Processing Temporal Growth Factor Patterns by an Epidermal Growth Factor Receptor Network Dynamically Established in Space
Koseska A, Bastiaens PIH (2020) Annu Rev Cell Biol
Quelle
The proto-oncogenic epidermal growth factor (EGF) receptor (EGFR) is a tyrosine kinase whose sensitivity and response to growth factor signals that vary over time and space determine cellular behavior within a developing tissue. The molecular reorganization of the receptors on the plasma membrane and the enzyme-kinetic mechanisms of phosphorylation are key determinants that couple growth factor binding to EGFR signaling. To enable signal initiation and termination while simultaneously accounting for suppression of aberrant signaling, a coordinated coupling of EGFR kinase and protein tyrosine phosphatase activity is established through space by vesicular dynamics. The dynamical operation mode of this network enables not only time-varying growth factor sensing but also adaptation of the response depending on cellular context. By connecting spatially coupled enzymatic kinase/phosphatase processes and the corresponding dynamical systems description of the EGFR network, we elaborate on the general principles necessary for processing complex growth factor signals.
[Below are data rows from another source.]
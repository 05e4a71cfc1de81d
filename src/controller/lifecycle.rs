//! Lifecycle reconciliation for Backend, Provider and Module resources
//!
//! One state machine drives every Terraform resource kind. Each pass re-reads
//! the resource and walks it from the top:
//!
//! 1. gone: nothing to do
//! 2. deleting: release reverse edges, remove the document, drop the own finalizer
//! 3. invalid dependencies: publish the reason and wait for a spec change
//! 4. dependencies not ready: publish `{Failure, Dependency}` and requeue
//! 5. otherwise: publish `{Success, Dependency}`, add the own finalizer, write
//!    the document, publish `{Success, Output}`
//!
//! Every step is idempotent, so an interrupted pass is finished by the next one.

use std::sync::Arc;
use std::time::Duration;

use kube::runtime::controller::Action;
use kube::{Client, ResourceExt};
use tracing::{debug, error, info, instrument, warn};

use crate::config::OperatorConfig;
use crate::crd::{ObjectKey, ResourceRecord, TerraformResource, TerraformStatus};
use crate::dependency;
use crate::finalizer::{add_marker, remove_marker};
use crate::render::{file_name, render_record, ConfigSink, FsConfigSink};
use crate::store::{KubeResourceStore, ResourceStore};
use crate::Error;

/// Requeue delay while deletion is blocked by a live dependent
pub const PRECONDITION_REQUEUE: Duration = Duration::from_secs(15);

/// Requeue delay after any other failed pass
pub const ERROR_REQUEUE: Duration = Duration::from_secs(5);

/// Message published while waiting on dependencies
const WAITING_MESSAGE: &str = "waiting for dependencies to reach Success";

/// Controller context shared by every resource kind
pub struct Context {
    /// Resource store (trait object for testability)
    pub store: Arc<dyn ResourceStore>,
    /// Destination of rendered documents (trait object for testability)
    pub sink: Arc<dyn ConfigSink>,
    /// Runtime configuration
    pub config: OperatorConfig,
}

impl Context {
    /// Create a builder for constructing a Context
    pub fn builder(client: Client) -> ContextBuilder {
        ContextBuilder::new(client)
    }

    /// Create a context with default store, sink and configuration
    pub fn new(client: Client) -> Self {
        Self::builder(client).build()
    }

    /// Create a context for testing without a Kubernetes client
    #[cfg(test)]
    pub fn for_testing(
        store: Arc<dyn ResourceStore>,
        sink: Arc<dyn ConfigSink>,
        config: OperatorConfig,
    ) -> Self {
        Self {
            store,
            sink,
            config,
        }
    }

    /// File name of a resource's rendered document within its namespace directory
    pub fn document_name(&self, record: &ResourceRecord) -> String {
        file_name(record, &self.config.file_extension)
    }
}

/// Builder for constructing [`Context`] instances
///
/// ```ignore
/// let ctx = Context::builder(client)
///     .config(OperatorConfig::new("/var/lib/terraform"))
///     .build();
/// ```
pub struct ContextBuilder {
    client: Client,
    store: Option<Arc<dyn ResourceStore>>,
    sink: Option<Arc<dyn ConfigSink>>,
    config: OperatorConfig,
}

impl ContextBuilder {
    fn new(client: Client) -> Self {
        Self {
            client,
            store: None,
            sink: None,
            config: OperatorConfig::default(),
        }
    }

    /// Set the runtime configuration
    pub fn config(mut self, config: OperatorConfig) -> Self {
        self.config = config;
        self
    }

    /// Override the resource store (primarily for testing)
    pub fn store(mut self, store: Arc<dyn ResourceStore>) -> Self {
        self.store = Some(store);
        self
    }

    /// Override the configuration sink
    pub fn sink(mut self, sink: Arc<dyn ConfigSink>) -> Self {
        self.sink = Some(sink);
        self
    }

    /// Build the Context
    pub fn build(self) -> Context {
        let config = self.config;
        Context {
            store: self
                .store
                .unwrap_or_else(|| Arc::new(KubeResourceStore::new(self.client.clone()))),
            sink: self
                .sink
                .unwrap_or_else(|| Arc::new(FsConfigSink::new(config.config_dir.clone()))),
            config,
        }
    }
}

/// Reconcile a Terraform resource of any kind
///
/// The host loop hands over the cached object; the pass itself works on a
/// fresh read from the store.
#[instrument(skip(obj, ctx), fields(kind = %K::SUB_KIND, resource = %obj.name_any()))]
pub async fn reconcile<K: TerraformResource>(obj: Arc<K>, ctx: Arc<Context>) -> Result<Action, Error> {
    let key = obj.object_key()?;
    reconcile_key(&key, &ctx).await
}

/// Run one lifecycle pass for the resource identified by `key`
pub async fn reconcile_key(key: &ObjectKey, ctx: &Context) -> Result<Action, Error> {
    let record = match ctx.store.get(key).await {
        Ok(record) => record,
        Err(e) if e.is_not_found() => {
            debug!(resource = %key, "resource no longer exists");
            return Ok(Action::await_change());
        }
        Err(e) => return Err(e),
    };

    if record.deleting {
        finalize(record, ctx).await?;
        return Ok(Action::await_change());
    }

    match dependency::validate(&record, ctx.store.as_ref()).await {
        Ok(()) => {}
        Err(Error::Validation(reason)) => {
            warn!(resource = %key, %reason, "invalid dependency declaration");
            publish(record, TerraformStatus::waiting().message(reason), ctx).await?;
            return Ok(Action::await_change());
        }
        Err(e) => return Err(e),
    }

    if !dependency::resolve(&record, ctx.store.as_ref()).await? {
        info!(resource = %key, "dependencies not ready");
        publish(
            record,
            TerraformStatus::waiting().message(WAITING_MESSAGE),
            ctx,
        )
        .await?;
        return Ok(Action::requeue(ctx.config.dependency_requeue));
    }

    let mut record = record;
    if !record.status.has_passed_dependency_gate() {
        record = publish(record, TerraformStatus::dependencies_met(), ctx).await?;
    }

    let own = record.marker();
    if add_marker(&mut record.finalizers, &own) {
        record = ctx.store.update(&record).await?;
        debug!(resource = %key, "registered own finalizer");
    }

    let document = render_record(&record)?;
    ctx.sink
        .write(record.namespace(), &ctx.document_name(&record), &document)
        .await?;

    publish(record, TerraformStatus::materialized(), ctx).await?;
    Ok(Action::requeue(ctx.config.resync_interval))
}

/// Deletion branch: release edges, remove the document, drop the own finalizer
async fn finalize(record: ResourceRecord, ctx: &Context) -> Result<(), Error> {
    let own = record.marker();
    let mut record = dependency::resolve_deletion(record, ctx.store.as_ref()).await?;

    ctx.sink
        .remove(record.namespace(), &ctx.document_name(&record))
        .await?;

    if remove_marker(&mut record.finalizers, &own) {
        ctx.store.update(&record).await?;
        info!(resource = %record.key, "configuration removed, finalizer released");
    }
    Ok(())
}

/// Persist `status` unless the stored status already matches
///
/// The status is stamped with the record's generation before comparing.
async fn publish(
    mut record: ResourceRecord,
    status: TerraformStatus,
    ctx: &Context,
) -> Result<ResourceRecord, Error> {
    let status = status.observed_generation(record.generation);
    if record.status == status {
        return Ok(record);
    }
    debug!(resource = %record.key, state = ?status.state, phase = ?status.phase, "publishing status");
    record.status = status;
    ctx.store.update_status(&record).await
}

/// Error policy for every resource kind
///
/// Blocked deletions are expected and retried quietly. Errors that need a
/// spec or code change wait for the next change instead of retrying.
pub fn error_policy<K: TerraformResource>(obj: Arc<K>, error: &Error, _ctx: Arc<Context>) -> Action {
    match error {
        Error::Precondition(_) => {
            info!(%error, kind = %K::SUB_KIND, resource = %obj.name_any(), "deletion blocked");
            Action::requeue(PRECONDITION_REQUEUE)
        }
        _ if !error.is_retryable() => {
            error!(?error, kind = %K::SUB_KIND, resource = %obj.name_any(), "reconciliation failed permanently");
            Action::await_change()
        }
        _ => {
            error!(?error, kind = %K::SUB_KIND, resource = %obj.name_any(), "reconciliation failed");
            Action::requeue(ERROR_REQUEUE)
        }
    }
}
Dynamics of spatial EGFR cycles. EGFR vesicular trafficking through the endosomal system is promoted through the EGFRPI3K-Akt-dependent activation of the early endosomal effector PIKfyve, which phosphorylates PI(3)P to PI(3,5)P. This enhances the transition of EGFR from EEs to other endocytic compartments, namely LEs or REs. Ub functions as a sorting signal in the vesicular trafficking of EGFR through the endosomal system: Ligand-bound, ubiquitinated receptor complexes are unidirectionally trafficked from the plasma membrane through the EEs and LEs to be degraded in LYs, whereas the internalized, nonubiquitinated monomeric receptors are redirected from the EEs to the REs back to the plasma membrane.